79 Groups Ask CFPB to Provide Much Needed Oversight for Emerging Credit Products

The Consumer Federation of America, Center for Responsible Lending, National Consumer Law Center,  Student Borrower Protection Center, and 75 additional organizations called for Consumer Financial Protection Bureau (CFPB) Director Rohit Chopra to carefully examine fintech credit products and fee models that are evading consumer protection laws and creating debt traps for consumers. The groups applauded the CFPB for its recent inquiry into five large buy now, pay later providers, and they expressed that they remain alarmed by the explosion of new, underregulated consumer credit products, including but not limited to buy now, pay later loans, income share agreements, cash advances, “fintech” overdraft or overdraft avoidance products, and earned wage access products or look-alike products. The groups argue that innovation should be consistent with and enhance consumer protections, and it should not shield new products from consumer protection laws and oversight. Last week, U.S. Senator Jack Reed (D-R.I.) and several members of the Senate Banking Committee sent a letter to the CFPB about Buy Now, Pay Later (BNPL) products and providers, calling for a review of these products to ensure transparency and oversight of this growing market.
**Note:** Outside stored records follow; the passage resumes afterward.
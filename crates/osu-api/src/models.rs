//! Typed response records
//!
//! Extended records embed their compact counterpart with `#[serde(flatten)]`.
//! Decoding is non-strict: unknown fields are ignored, missing optional
//! fields become `None`. Timestamps are kept as the ISO 8601 strings osu!
//! sends.

mod beatmap;
mod enums;
mod score;
mod user;

pub use beatmap::{
    Availability, BeatmapAttributes, BeatmapDifficultyAttributes, Beatmap, BeatmapExtended,
    Beatmaps, Beatmapset, Covers, Failtimes, Nominations,
};
pub use enums::{Grade, Mod, RankStatus, Ruleset, ScoreScope};
pub use score::{BeatmapScores, BeatmapUserScore, BeatmapUserScores, Score, ScoreStatistics};
pub use user::{
    Country, User, UserCover, UserExtended, UserGradeCounts, UserKudosu, UserLevel,
    UserStatistics,
};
“Although innovation plays an important role in expanding access to financial services, regulators must keep careful watch of rapidly growing products and fee models that share many similarities with age-old predatory products,” said Rachel Gittleman, Financial Services Outreach Manager of the Consumer Federation of America. “We should be especially wary of products that claim to be promoting financial inclusion but, in reality, do quite the opposite.”

“Many fintechs are coming up with clever arguments about how they are not offering ‘credit’ subject to consumer protection laws, but if it walks like a duck and quacks like a duck, it’s a duck,” said Lauren Saunders, Associate Director of the National Consumer Law Center. “The CFPB needs to act quickly to stamp out evasions of consumer protection laws before they spread.”
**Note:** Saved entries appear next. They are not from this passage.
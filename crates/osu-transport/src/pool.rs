//! HTTP client pool
//!
//! Ad-hoc mode builds a fresh `reqwest::Client` for every call and drops it on
//! release. Pinned mode keeps one client (and its connection pool) for the
//! whole session. A pinned client that the caller reports as dead is replaced
//! on the next acquisition, but only once it has served a response: a client
//! that never got through is kept, so an unreachable upstream does not churn
//! through replacements.
//!
//! The pinned slot is guarded by a lock held only for check-and-recreate,
//! never across an HTTP call.

use std::sync::Arc;
use std::sync::atomic::{AtomicBool, AtomicU64, Ordering};

use tokio::sync::Mutex;
use tracing::{debug, info, warn};

use crate::error::{Error, Result};
use crate::settings::TransportSettings;

struct PinnedClient {
    client: reqwest::Client,
    generation: u64,
    closed: bool,
    served: Arc<AtomicBool>,
}

/// A client checked out for one call.
#[derive(Debug)]
pub struct TransportHandle {
    client: reqwest::Client,
    /// Generation of the pinned client; `None` for ad-hoc clients
    generation: Option<u64>,
    served: Option<Arc<AtomicBool>>,
}

impl TransportHandle {
    pub fn client(&self) -> &reqwest::Client {
        &self.client
    }

    pub fn is_pinned(&self) -> bool {
        self.generation.is_some()
    }

    pub fn generation(&self) -> Option<u64> {
        self.generation
    }

    /// Record that this client got a response from upstream.
    pub fn mark_served(&self) {
        if let Some(served) = &self.served {
            served.store(true, Ordering::SeqCst);
        }
    }
}

pub struct TransportPool {
    settings: TransportSettings,
    pinned: Mutex<Option<PinnedClient>>,
    created: AtomicU64,
}

impl TransportPool {
    /// New pool in ad-hoc mode.
    pub fn new(settings: TransportSettings) -> Self {
        Self {
            settings,
            pinned: Mutex::new(None),
            created: AtomicU64::new(0),
        }
    }

    /// New pool that starts out pinned.
    pub fn pinned(settings: TransportSettings) -> Result<Self> {
        let mut pool = Self::new(settings);
        let pinned = pool.new_pinned()?;
        *pool.pinned.get_mut() = Some(pinned);
        Ok(pool)
    }

    pub fn settings(&self) -> &TransportSettings {
        &self.settings
    }

    /// Total clients built so far, ad-hoc and pinned.
    pub fn clients_created(&self) -> u64 {
        self.created.load(Ordering::SeqCst)
    }

    fn build_client(&self) -> Result<reqwest::Client> {
        let client = reqwest::Client::builder()
            .connect_timeout(self.settings.connect_timeout)
            .read_timeout(self.settings.read_timeout)
            .build()
            .map_err(|e| Error::Client(e.to_string()))?;
        self.created.fetch_add(1, Ordering::SeqCst);
        Ok(client)
    }

    fn new_pinned(&self) -> Result<PinnedClient> {
        let client = self.build_client()?;
        Ok(PinnedClient {
            client,
            generation: self.clients_created(),
            closed: false,
            served: Arc::new(AtomicBool::new(false)),
        })
    }

    /// Switch to pinned mode. No-op when already pinned.
    pub async fn start(&self) -> Result<()> {
        let mut slot = self.pinned.lock().await;
        if slot.is_none() {
            let pinned = self.new_pinned()?;
            info!(generation = pinned.generation, "pinned transport started");
            *slot = Some(pinned);
        }
        Ok(())
    }

    /// Drop the pinned client and return to ad-hoc mode.
    pub async fn stop(&self) {
        if let Some(pinned) = self.pinned.lock().await.take() {
            info!(generation = pinned.generation, "pinned transport stopped");
        }
    }

    pub async fn is_pinned(&self) -> bool {
        self.pinned.lock().await.is_some()
    }

    /// Check out a client for one call.
    pub async fn acquire(&self) -> Result<TransportHandle> {
        let mut slot = self.pinned.lock().await;
        if let Some(pinned) = slot.as_mut() {
            if pinned.closed {
                let old = pinned.generation;
                *pinned = self.new_pinned()?;
                metrics::counter!("osu_transport_pool_recreated_total").increment(1);
                warn!(
                    old_generation = old,
                    generation = pinned.generation,
                    "pinned transport was closed, recreated it"
                );
            }
            return Ok(TransportHandle {
                client: pinned.client.clone(),
                generation: Some(pinned.generation),
                served: Some(Arc::clone(&pinned.served)),
            });
        }
        drop(slot);

        let client = self.build_client()?;
        debug!("ad-hoc transport created");
        Ok(TransportHandle {
            client,
            generation: None,
            served: None,
        })
    }

    /// Return a handle after the call. Ad-hoc clients are dropped here.
    pub fn release(&self, handle: TransportHandle) {
        if handle.generation.is_none() {
            debug!("ad-hoc transport closed");
        }
        drop(handle);
    }

    /// Report the pinned client of `generation` as dead.
    ///
    /// Reports about an already-replaced generation are ignored, as are
    /// reports about a client that never served a response.
    pub async fn mark_closed(&self, generation: u64) {
        let mut slot = self.pinned.lock().await;
        let Some(pinned) = slot.as_mut().filter(|p| p.generation == generation) else {
            return;
        };
        if !pinned.served.load(Ordering::SeqCst) {
            debug!(generation, "close report for a client that never connected, keeping it");
            return;
        }
        if !pinned.closed {
            warn!(generation, "pinned transport marked closed");
        }
        pinned.closed = true;
    }
}
//! Credential holders
//!
//! A holder owns the current access token (plus refresh token for delegated
//! credentials) and the claims decoded from it. All mutation happens inside
//! `ensure_valid` while the holder's lock is held, so concurrent callers never
//! issue more than one token request: the first caller refreshes, the rest
//! wait on the lock and then see the new token.

use std::future::Future;
use std::path::{Path, PathBuf};
use std::pin::Pin;
use std::time::{SystemTime, UNIX_EPOCH};

use tokio::sync::Mutex;
use tracing::{debug, info, warn};

use crate::authorize;
use crate::claims::TokenClaims;
use crate::constants::REFRESH_MARGIN_SECS;
use crate::error::{Error, Result};
use crate::scope::Scope;
use crate::settings::OAuthSettings;
use crate::token;
use crate::token_file;

/// Boxed future returned by `CredentialHolder` methods.
pub type BoxFuture<'a, T> = Pin<Box<dyn Future<Output = T> + Send + 'a>>;

#[derive(Debug, Clone, Copy, PartialEq, Eq)]
pub enum CredentialKind {
    Guest,
    User,
}

/// Source of bearer tokens for the dispatcher.
///
/// Uses boxed futures so holders can live behind `Arc<dyn CredentialHolder>`.
pub trait CredentialHolder: Send + Sync {
    fn kind(&self) -> CredentialKind;

    /// Make sure a usable access token is held, refreshing it if it is
    /// missing, inside the refresh margin, or `force_refresh` is set.
    ///
    /// Returns `true` when the existing token was kept unchanged.
    fn ensure_valid(&self, force_refresh: bool) -> BoxFuture<'_, Result<bool>>;

    fn claims(&self) -> BoxFuture<'_, Option<TokenClaims>>;

    fn access_token(&self) -> BoxFuture<'_, Option<String>>;

    /// Whether the current token grants `scope`.
    ///
    /// Acquires a token first when none has been decoded yet. With `raise`
    /// set, a missing scope is an `Error::Scope` instead of `Ok(false)`.
    fn has_scope(&self, scope: Scope, raise: bool) -> BoxFuture<'_, Result<bool>> {
        Box::pin(async move {
            if self.claims().await.is_none() {
                self.ensure_valid(false).await?;
            }
            let granted = self
                .claims()
                .await
                .is_some_and(|claims| claims.has_scope(scope));
            if !granted && raise {
                return Err(Error::Scope(scope.to_string()));
            }
            Ok(granted)
        })
    }
}

fn now_secs() -> f64 {
    SystemTime::now()
        .duration_since(UNIX_EPOCH)
        .unwrap_or_default()
        .as_secs_f64()
}

/// Mutable token state guarded by each holder's lock.
#[derive(Debug, Default)]
struct TokenState {
    access: Option<String>,
    refresh: Option<String>,
    claims: Option<TokenClaims>,
    /// Rewritten after every change when set
    token_file: Option<PathBuf>,
}

impl TokenState {
    /// Replace the access token and its claims together.
    fn install(&mut self, access: String, refresh: Option<String>) -> Result<()> {
        let claims = TokenClaims::decode(&access)?;
        self.access = Some(access);
        self.claims = Some(claims);
        if refresh.is_some() {
            self.refresh = refresh;
        }
        Ok(())
    }

    fn is_fresh(&self) -> bool {
        self.access.is_some()
            && self
                .claims
                .as_ref()
                .is_some_and(|c| !c.expires_within(REFRESH_MARGIN_SECS, now_secs()))
    }

    fn lines(&self, kind: CredentialKind) -> Option<Vec<&str>> {
        let access = self.access.as_deref()?;
        match kind {
            CredentialKind::Guest => Some(vec![access]),
            CredentialKind::User => Some(vec![access, self.refresh.as_deref()?]),
        }
    }

    async fn persist(&self, kind: CredentialKind) -> Result<()> {
        let Some(path) = &self.token_file else {
            return Ok(());
        };
        match self.lines(kind) {
            Some(lines) => token_file::write_tokens(path, &lines).await,
            None => Ok(()),
        }
    }

    async fn load(&mut self, path: &Path, kind: CredentialKind) -> Result<()> {
        let expected = match kind {
            CredentialKind::Guest => 1,
            CredentialKind::User => 2,
        };
        let mut lines = token_file::read_tokens(path, expected).await?.into_iter();
        let access = lines.next().unwrap_or_default();
        let refresh = lines.next();
        self.install(access, refresh)?;
        debug!(path = %path.display(), ?kind, "loaded tokens from file");
        Ok(())
    }

    async fn export(&mut self, path: &Path, kind: CredentialKind, auto_update: bool) -> Result<()> {
        let lines = self
            .lines(kind)
            .ok_or_else(|| Error::NotFound("no token to export".into()))?;
        token_file::write_tokens(path, &lines).await?;
        if auto_update {
            self.token_file = Some(path.to_path_buf());
        }
        Ok(())
    }
}

/// App-only credential using the client credentials grant.
///
/// Tokens carry only the `public` scope and no refresh token; renewal simply
/// requests a new token.
pub struct GuestCredential {
    settings: OAuthSettings,
    http: reqwest::Client,
    state: Mutex<TokenState>,
}

impl GuestCredential {
    pub fn new(settings: OAuthSettings) -> Self {
        Self {
            settings,
            http: reqwest::Client::new(),
            state: Mutex::new(TokenState::default()),
        }
    }

    pub fn with_http_client(mut self, http: reqwest::Client) -> Self {
        self.http = http;
        self
    }

    /// Start from an existing access token.
    pub fn with_access_token(mut self, access: impl Into<String>) -> Result<Self> {
        self.state.get_mut().install(access.into(), None)?;
        Ok(self)
    }

    /// Build a holder backed by `path`, keeping the file updated.
    ///
    /// A missing or malformed file is not an error: the holder starts without
    /// a token and writes the file after its first acquisition.
    pub async fn from_file(settings: OAuthSettings, path: impl Into<PathBuf>) -> Self {
        let path = path.into();
        let holder = Self::new(settings);
        {
            let mut state = holder.state.lock().await;
            if let Err(e) = state.load(&path, CredentialKind::Guest).await {
                warn!(path = %path.display(), error = %e, "no usable guest token in file, starting without one");
            }
            state.token_file = Some(path);
        }
        holder
    }

    /// Replace the held token with the one stored at `path`.
    pub async fn load_from_file(&self, path: impl AsRef<Path>, auto_update: bool) -> Result<()> {
        let path = path.as_ref();
        let mut state = self.state.lock().await;
        state.load(path, CredentialKind::Guest).await?;
        if auto_update {
            state.token_file = Some(path.to_path_buf());
        }
        Ok(())
    }

    /// Write the held token to `path`; with `auto_update`, keep it in sync.
    pub async fn export_to_file(&self, path: impl AsRef<Path>, auto_update: bool) -> Result<()> {
        let mut state = self.state.lock().await;
        state
            .export(path.as_ref(), CredentialKind::Guest, auto_update)
            .await
    }

    async fn ensure_valid_inner(&self, force_refresh: bool) -> Result<bool> {
        let mut state = self.state.lock().await;
        if !force_refresh && state.is_fresh() {
            return Ok(true);
        }

        let response = token::request_client_token(&self.http, &self.settings).await?;
        state.install(response.access_token, None)?;
        state.persist(CredentialKind::Guest).await?;
        info!(forced = force_refresh, "guest token acquired");
        Ok(false)
    }
}

impl CredentialHolder for GuestCredential {
    fn kind(&self) -> CredentialKind {
        CredentialKind::Guest
    }

    fn ensure_valid(&self, force_refresh: bool) -> BoxFuture<'_, Result<bool>> {
        Box::pin(self.ensure_valid_inner(force_refresh))
    }

    fn claims(&self) -> BoxFuture<'_, Option<TokenClaims>> {
        Box::pin(async move { self.state.lock().await.claims.clone() })
    }

    fn access_token(&self) -> BoxFuture<'_, Option<String>> {
        Box::pin(async move { self.state.lock().await.access.clone() })
    }
}

/// Delegated credential acting on behalf of a user.
///
/// Holds a refresh token. When no usable token pair exists the holder falls
/// back to the interactive authorization-code flow: it prints the
/// authorization URL and waits for the browser redirect on
/// `OAuthSettings::callback_addr`.
pub struct UserCredential {
    settings: OAuthSettings,
    http: reqwest::Client,
    state: Mutex<TokenState>,
}

impl UserCredential {
    pub fn new(settings: OAuthSettings) -> Self {
        Self {
            settings,
            http: reqwest::Client::new(),
            state: Mutex::new(TokenState::default()),
        }
    }

    pub fn with_http_client(mut self, http: reqwest::Client) -> Self {
        self.http = http;
        self
    }

    /// Start from an existing access/refresh pair.
    pub fn with_tokens(
        mut self,
        access: impl Into<String>,
        refresh: impl Into<String>,
    ) -> Result<Self> {
        self.state
            .get_mut()
            .install(access.into(), Some(refresh.into()))?;
        Ok(self)
    }

    /// Build a holder backed by `path`, keeping the file updated.
    ///
    /// A missing or malformed file leaves the holder empty, so the first
    /// `ensure_valid` runs the authorization-code flow.
    pub async fn from_file(settings: OAuthSettings, path: impl Into<PathBuf>) -> Self {
        let path = path.into();
        let holder = Self::new(settings);
        {
            let mut state = holder.state.lock().await;
            if let Err(e) = state.load(&path, CredentialKind::User).await {
                warn!(path = %path.display(), error = %e, "no usable user tokens in file, starting without them");
            }
            state.token_file = Some(path);
        }
        holder
    }

    pub async fn load_from_file(&self, path: impl AsRef<Path>, auto_update: bool) -> Result<()> {
        let path = path.as_ref();
        let mut state = self.state.lock().await;
        state.load(path, CredentialKind::User).await?;
        if auto_update {
            state.token_file = Some(path.to_path_buf());
        }
        Ok(())
    }

    pub async fn export_to_file(&self, path: impl AsRef<Path>, auto_update: bool) -> Result<()> {
        let mut state = self.state.lock().await;
        state
            .export(path.as_ref(), CredentialKind::User, auto_update)
            .await
    }

    pub async fn refresh_token(&self) -> Option<String> {
        self.state.lock().await.refresh.clone()
    }

    /// `ensure_valid` with an extra switch to force the interactive flow.
    pub async fn ensure_valid_with(&self, force_renew: bool, force_refresh: bool) -> Result<bool> {
        let mut state = self.state.lock().await;

        let must_renew = force_renew
            || state.access.is_none()
            || state.refresh.is_none()
            || state.claims.is_none();
        if must_renew {
            self.renew(&mut state).await?;
            return Ok(false);
        }

        if force_refresh || !state.is_fresh() {
            let refresh = state.refresh.clone().unwrap_or_default();
            let response = token::refresh_token(&self.http, &self.settings, &refresh).await?;
            state.install(response.access_token, response.refresh_token)?;
            state.persist(CredentialKind::User).await?;
            info!(
                user_id = state.claims.as_ref().and_then(|c| c.sub),
                forced = force_refresh,
                "user token refreshed"
            );
            return Ok(false);
        }

        Ok(true)
    }

    /// Run the authorization-code flow and install the resulting pair.
    async fn renew(&self, state: &mut TokenState) -> Result<()> {
        let (client_id, _) = self.settings.client()?;

        let url = authorize::build_authorization_url(&self.settings, client_id);
        println!("Open this URL in a browser to authorize the application:\n{url}");

        let listener = authorize::listen(self.settings.callback_addr).await?;
        info!(addr = %self.settings.callback_addr, "waiting for authorization redirect");
        let code = authorize::capture_code(listener).await?;

        let response = token::exchange_code(&self.http, &self.settings, &code).await?;
        let refresh = response.refresh_token.ok_or_else(|| {
            Error::TokenExchange("authorization_code response carried no refresh token".into())
        })?;
        state.install(response.access_token, Some(refresh))?;
        state.persist(CredentialKind::User).await?;
        info!(
            user_id = state.claims.as_ref().and_then(|c| c.sub),
            "user token obtained through authorization code"
        );
        Ok(())
    }
}

impl CredentialHolder for UserCredential {
    fn kind(&self) -> CredentialKind {
        CredentialKind::User
    }

    fn ensure_valid(&self, force_refresh: bool) -> BoxFuture<'_, Result<bool>> {
        Box::pin(self.ensure_valid_with(false, force_refresh))
    }

    fn claims(&self) -> BoxFuture<'_, Option<TokenClaims>> {
        Box::pin(async move { self.state.lock().await.claims.clone() })
    }

    fn access_token(&self) -> BoxFuture<'_, Option<String>> {
        Box::pin(async move { self.state.lock().await.access.clone() })
    }
}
“Much of the fintech industry operates in an underregulated, Wild West environment. To stop lenders from charging illegally high interest rates, targeting people of color with predatory products or harming consumers in other ways, the CFPB must supply sufficient oversight and apply consumer financial protection law to the fintech industry,” said Taylor Roberson, Federal Policy Counsel of the Center for Responsible Lending.

“Today’s letter sends a clear message—regardless of industry hype or flashy marketing, companies offering predatory products have to comply with the law. As new, tech-branded financial offerings emerge, the same age-old risks to consumers persist. It’s critical that the CFPB continue to closely monitor these companies and take action to protect the public,” said Ben Kaufman, Head of Investigations and Senior Policy Advisor of the Student Borrower Protection Center.
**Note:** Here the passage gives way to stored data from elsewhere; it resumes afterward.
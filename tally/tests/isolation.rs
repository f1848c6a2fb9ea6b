//! Cross-type isolation scenarios for accumulator units.
//!
//! Exercises the library API end-to-end: owned units, closure form, and
//! shared units must all keep per-unit state private while reporting the
//! same running totals for the same deltas.

use tally::core::accumulator::{Accumulator, running_totals};
use tally::core::shared::SharedAccumulator;
use tally::core::stats::{Stats, summarize};

#[test]
fn interleaved_units_keep_private_totals() {
    let mut f = Accumulator::default();
    assert_eq!(f.invoke(3), 3);
    assert_eq!(f.invoke(4), 7);

    let mut g = Accumulator::default();
    assert_eq!(g.invoke(2), 2);
    assert_eq!(g.invoke(2), 4);

    assert_eq!(f.invoke(2), 9);

    let mut h = Accumulator::new(10);
    assert_eq!(h.invoke(-3), 7);
}

#[test]
fn closure_form_matches_struct_form() {
    let deltas = [4, -1, 10, 0, -20];

    let mut unit = Accumulator::new(3);
    let struct_totals = running_totals(&mut unit, &deltas);

    let mut invoke = Accumulator::new(3).into_fn();
    let closure_totals: Vec<i64> = deltas.iter().map(|&delta| invoke(delta)).collect();

    assert_eq!(struct_totals, closure_totals);
    assert_eq!(struct_totals, vec![7, 6, 16, 16, -4]);
}

#[test]
fn owned_and_shared_units_agree_through_the_seam() {
    let deltas = [5, 5, -3];

    let mut owned = Accumulator::new(1);
    let mut shared = SharedAccumulator::new(1);

    assert_eq!(
        running_totals(&mut owned, &deltas),
        running_totals(&mut shared, &deltas)
    );
}

#[test]
fn shared_clones_share_state_but_new_instances_do_not() {
    let shared = SharedAccumulator::default();
    let clone = shared.clone();
    let unrelated = SharedAccumulator::default();

    assert_eq!(shared.invoke(2), 2);
    assert_eq!(clone.invoke(2), 4);
    assert_eq!(unrelated.invoke(2), 2);
}

#[test]
fn stats_units_are_isolated_from_accumulators_and_each_other() {
    let mut unit = Accumulator::default();
    let mut stats = Stats::new();

    stats.observe(unit.invoke(5));
    stats.observe(unit.invoke(-2));

    let summary = stats.summary().expect("summary");
    assert_eq!(summary.min, 3);
    assert_eq!(summary.max, 5);
    assert_eq!(summary.sum, 8);

    // The one-shot fold sees only its own input.
    assert_eq!(summarize(&[1]).expect("summary").count, 1);
    assert_eq!(stats.summary().expect("summary").count, 2);
}
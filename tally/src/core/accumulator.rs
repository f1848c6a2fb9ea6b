//! Owned running-total accumulators and the invocation seam.

/// A callable unit owning private state that persists across invocations.
///
/// Implementors guarantee isolation: driving one unit never changes what
/// another unit returns, regardless of how either was created.
pub trait Accumulate {
    /// Add `delta` to the unit's private total and return the new total.
    fn invoke(&mut self, delta: i64) -> i64;
}

/// A running-total accumulator whose state is exclusive to this instance.
///
/// The total is private: it can be read or changed only through
/// [`invoke`](Accumulator::invoke), and `invoke(0)` returns the current
/// total without changing it. Two accumulators never share state, even
/// when created with the same starting value.
///
/// Overflow wraps (`i64::wrapping_add`), so the total always equals the
/// starting value plus every delta applied so far, modulo 2^64. The same
/// policy applies to every accumulating type in this crate.
#[derive(Debug, Default)]
pub struct Accumulator {
    total: i64,
}

impl Accumulator {
    /// Create an accumulator whose total starts at `initial`.
    ///
    /// `Accumulator::default()` starts at zero.
    pub fn new(initial: i64) -> Self {
        Self { total: initial }
    }

    /// Add `delta` to the total and return the new total.
    ///
    /// Sequential calls observe a running total in call order. Wraps on
    /// overflow; see the type docs.
    pub fn invoke(&mut self, delta: i64) -> i64 {
        self.total = self.total.wrapping_add(delta);
        self.total
    }

    /// Convert into closure form: an `FnMut(i64) -> i64` owning this
    /// accumulator.
    ///
    /// The accumulator moves into the returned closure, so its state lives
    /// on there and is dropped with the closure. No state outside the
    /// closure is captured.
    pub fn into_fn(mut self) -> impl FnMut(i64) -> i64 {
        move |delta| self.invoke(delta)
    }
}

impl Accumulate for Accumulator {
    fn invoke(&mut self, delta: i64) -> i64 {
        Accumulator::invoke(self, delta)
    }
}

/// Drive `unit` through `deltas` in order, recording each new total.
pub fn running_totals<A: Accumulate>(unit: &mut A, deltas: &[i64]) -> Vec<i64> {
    deltas.iter().map(|&delta| unit.invoke(delta)).collect()
}
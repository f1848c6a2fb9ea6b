//! Development-time tracing for debugging the CLI.
//!
//! Diagnostics go to stderr; stdout is reserved for command output.

use tracing_subscriber::{EnvFilter, fmt, layer::SubscriberExt, util::SubscriberInitExt};

/// Initialize the tracing subscriber.
///
/// Reads the `RUST_LOG` env var, defaulting to `warn` when unset.
/// Output: stderr, compact format.
pub fn init() {
    let filter = EnvFilter::try_from_default_env().unwrap_or_else(|_| EnvFilter::new("warn"));

    tracing_subscriber::registry()
        .with(filter)
        .with(fmt::layer().with_writer(std::io::stderr).compact())
        .init();
}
The letter discusses various products and fee models that share similarities in how they operate and how they use “innovation” to claim that they do not fit within the existing regulatory framework. Some also use deceptive means to disguise the cost of credit. The groups argue that regardless of their structure, each of these products is credit—they provide funding today and are repaid later. Given that, these products should be subject to the host of state and federal consumer protection laws that regulate credit products.

At a minimum, these products need to be covered by basic consumer protections and be examined for unfair, deceptive or abusive practices and unlawful discrimination independently of compliance with credit laws. Each of these products discussed in the letter should be regulated as the financial services products that they are.

Oversight is especially urgent as these offerings continue to increase and infiltrate new market areas. Allowing these products to escape coverage would lead to an undermining of consumer protection laws, making the financial marketplace less fair and competitive.